Newley and Bricusse continued to work together. Their next attempt, The Roar of the Greasepaint, the Smell of the Crowd, did adequately and produced a couple of standards, but their best known work was writing the songs for Willy Wonka and the Chocolate Factory. 

Newley died in 1999.

Sunday, October 1, 2017


Written and Directed by
Ingmar Bergman
Starring Liv Ullmann, Max von Sydow, Gunner Bjornstrand
IMDB Entry

Ingmar Bergman is considered the master of gloom. While he did do some comedies, most of his work was not even close to being cheerful.

I had a major immersion on Bergman in college, taking a film course that concentrated on his works – 19 films in ten weeks.* It fascinating to see him develop over the years.  Shame was one film that really stuck with me.

Jan (Max von Sydow) and Eva (Liv Ullman) are living on the remote farmhouse when it becomes caught up in a war. Troops “liberate” them, though they don’t feel very liberated and Col. Jacobi (Gunner Bjornstrand), the former mayor, comes by, seeming to help, but he has plans for Eva, offering to help them out – for a terrible price.

Liv UllmanLiv Ullman was one of the 20th century’s greatest film actresses and Max von Sydow is nearly as well regarded, though better known in the US. They make Jan and Eva real and we share their pain.
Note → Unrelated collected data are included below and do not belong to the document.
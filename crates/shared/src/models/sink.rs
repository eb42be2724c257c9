use std::path::Path;

use rusqlite::{Connection, params_from_iter};
use serde::Serialize;
use tokio::sync::mpsc;

use crate::errors::{ConvertError, ConvertResult};
use crate::models::dbf::Row;
use crate::models::mappings::ColumnDescriptor;
use crate::models::statements::{build_create, build_insert};

/// Result of draining a row stream into the destination table
#[derive(Debug, Clone, Copy, Default, PartialEq, Eq, Serialize)]
pub struct WriteSummary {
    pub rows_written: u64,
}

/// SQLite destination file
pub struct SqliteSink {
    conn: Connection,
}

impl SqliteSink {
    /// Open or create the destination database
    pub fn open<P: AsRef<Path>>(path: P) -> ConvertResult<Self> {
        let path = path.as_ref();
        let conn = Connection::open(path).map_err(|source| ConvertError::DestinationOpenFailed {
            path: path.to_path_buf(),
            source,
        })?;
        log::info!("Opened db {}", path.display());
        Ok(Self { conn })
    }

    pub fn connection(&self) -> &Connection {
        &self.conn
    }

    /// Run the `CREATE TABLE` for `columns`; an existing table is an error
    pub fn create_table(&self, table: &str, columns: &[ColumnDescriptor]) -> ConvertResult<()> {
        let (names, types) = split_columns(columns);
        let statement = build_create(table, &names, &types)?;

        self.conn
            .execute(&statement, [])
            .map_err(|source| ConvertError::SchemaCreationFailed {
                statement: statement.clone(),
                source,
            })?;
        log::info!("Created table {} with {} columns", table, columns.len());
        Ok(())
    }

    /// Insert every row from `rows` inside one transaction.
    ///
    /// Blocks on the channel, so call it from a blocking context. The transaction is
    /// committed only after the stream closes; any failure rolls it back.
    pub fn insert_rows(
        &self,
        table: &str,
        columns: &[ColumnDescriptor],
        rows: &mut mpsc::Receiver<Row>,
    ) -> ConvertResult<WriteSummary> {
        let (names, _) = split_columns(columns);
        let statement = build_insert(table, &names)?;

        let mut insert = self
            .conn
            .prepare(&statement)
            .map_err(|source| ConvertError::StatementPrepareFailed {
                statement: statement.clone(),
                source,
            })?;

        let tx = self
            .conn
            .unchecked_transaction()
            .map_err(ConvertError::Transaction)?;

        let mut summary = WriteSummary::default();
        while let Some(row) = rows.blocking_recv() {
            insert
                .execute(params_from_iter(row.iter()))
                .map_err(|source| ConvertError::RowInsertFailed {
                    row_index: summary.rows_written,
                    source,
                })?;
            summary.rows_written += 1;
        }

        tx.commit().map_err(ConvertError::Transaction)?;
        if let Err(e) = insert.finalize() {
            log::warn!("Failed to finalize insert statement: {}", e);
        }

        log::info!("Wrote {} rows into {}", summary.rows_written, table);
        Ok(summary)
    }
}

fn split_columns(columns: &[ColumnDescriptor]) -> (Vec<&str>, Vec<&str>) {
    columns
        .iter()
        .map(|c| (c.name.as_str(), c.destination_type.as_str()))
        .unzip()
}

/// Open `out_path`, create `table` and drain `rows` into it
pub fn write_sqlite<P: AsRef<Path>>(
    table: &str,
    out_path: P,
    columns: &[ColumnDescriptor],
    rows: &mut mpsc::Receiver<Row>,
) -> ConvertResult<WriteSummary> {
    let sink = SqliteSink::open(out_path)?;
    sink.create_table(table, columns)?;
    sink.insert_rows(table, columns, rows)
}
use std::fmt;

/// dBase III without memo
pub const DBASE_III: u8 = 0x03;
/// Looser variant seen in some county exports
pub const DBASE_III_VARIANT: u8 = 0x74;

/// Decides whether a DBF file's leading version byte is acceptable for a run
pub trait VersionValidator: Send + Sync {
    fn validate(&self, version: u8) -> Result<(), String>;
}

impl<F> VersionValidator for F
where
    F: Fn(u8) -> bool + Send + Sync,
{
    fn validate(&self, version: u8) -> Result<(), String> {
        if self(version) {
            Ok(())
        } else {
            Err("rejected by validator".to_string())
        }
    }
}

/// Allow-list of version bytes
#[derive(Debug, Clone, PartialEq, Eq)]
pub struct AcceptedVersions(Vec<u8>);

impl AcceptedVersions {
    pub fn new<I: IntoIterator<Item = u8>>(versions: I) -> Self {
        let mut list: Vec<u8> = versions.into_iter().collect();
        list.sort_unstable();
        list.dedup();
        Self(list)
    }

    /// Only plain dBase III files
    pub fn strict() -> Self {
        Self::new([DBASE_III])
    }

    pub fn with(mut self, version: u8) -> Self {
        if !self.0.contains(&version) {
            self.0.push(version);
            self.0.sort_unstable();
        }
        self
    }

    pub fn contains(&self, version: u8) -> bool {
        self.0.contains(&version)
    }

    pub fn as_slice(&self) -> &[u8] {
        &self.0
    }
}

impl Default for AcceptedVersions {
    fn default() -> Self {
        Self::new([DBASE_III, DBASE_III_VARIANT])
    }
}

impl fmt::Display for AcceptedVersions {
    fn fmt(&self, f: &mut fmt::Formatter<'_>) -> fmt::Result {
        let rendered: Vec<String> = self.0.iter().map(|v| format!("{v:#04x}")).collect();
        write!(f, "{}", rendered.join(", "))
    }
}

impl VersionValidator for AcceptedVersions {
    fn validate(&self, version: u8) -> Result<(), String> {
        if self.contains(version) {
            Ok(())
        } else {
            Err(format!("expected one of {self}"))
        }
    }
}

/// Parse a version byte given as hex (`0x30`) or decimal (`48`)
pub fn parse_version_byte(input: &str) -> Result<u8, String> {
    let trimmed = input.trim();
    let parsed = match trimmed
        .strip_prefix("0x")
        .or_else(|| trimmed.strip_prefix("0X"))
    {
        Some(hex) => u8::from_str_radix(hex, 16),
        None => trimmed.parse::<u8>(),
    };
    parsed.map_err(|e| format!("invalid version byte '{input}': {e}"))
}

#[cfg(test)]
mod tests {
    use super::*;

    #[test]
    fn test_default_allow_list() {
        let accepted = AcceptedVersions::default();
        assert!(accepted.validate(0x03).is_ok());
        assert!(accepted.validate(0x74).is_ok());
        assert!(accepted.validate(0x30).is_err());
    }

    #[test]
    fn test_strict_rejects_variant() {
        let strict = AcceptedVersions::strict();
        assert!(strict.validate(0x03).is_ok());
        assert!(strict.validate(0x74).is_err());
    }

    #[test]
    fn test_with_extends_list() {
        let accepted = AcceptedVersions::default().with(0x30).with(0x30);
        assert_eq!(accepted.as_slice(), &[0x03, 0x30, 0x74]);
        assert_eq!(accepted.to_string(), "0x03, 0x30, 0x74");
    }

    #[test]
    fn test_closure_validator() {
        let only_foxpro = |v: u8| v == 0x30;
        assert!(only_foxpro.validate(0x30).is_ok());
        assert!(only_foxpro.validate(0x03).is_err());
    }

    #[test]
    fn test_parse_version_byte() {
        assert_eq!(parse_version_byte("0x30"), Ok(0x30));
        assert_eq!(parse_version_byte("0X8B"), Ok(0x8b));
        assert_eq!(parse_version_byte("3"), Ok(3));
        assert!(parse_version_byte("0x100").is_err());
        assert!(parse_version_byte("three").is_err());
    }
}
Gunner Bjornstrand is lesser known, but he was a consistent member of Bergman’s stock company, making nearly 20 films with him. He never gained international acclaim, but I began to look forward to his presence as I watched the Bergman film.

An interesting aside is that the movie was set in the near future, making it science fiction.  It’s one of the best evocations of how war can brutalize bystanders.

*Union College had (and still has) a trimester system: three ten-week terms where you take three courses.  It makes transferring credits challenging.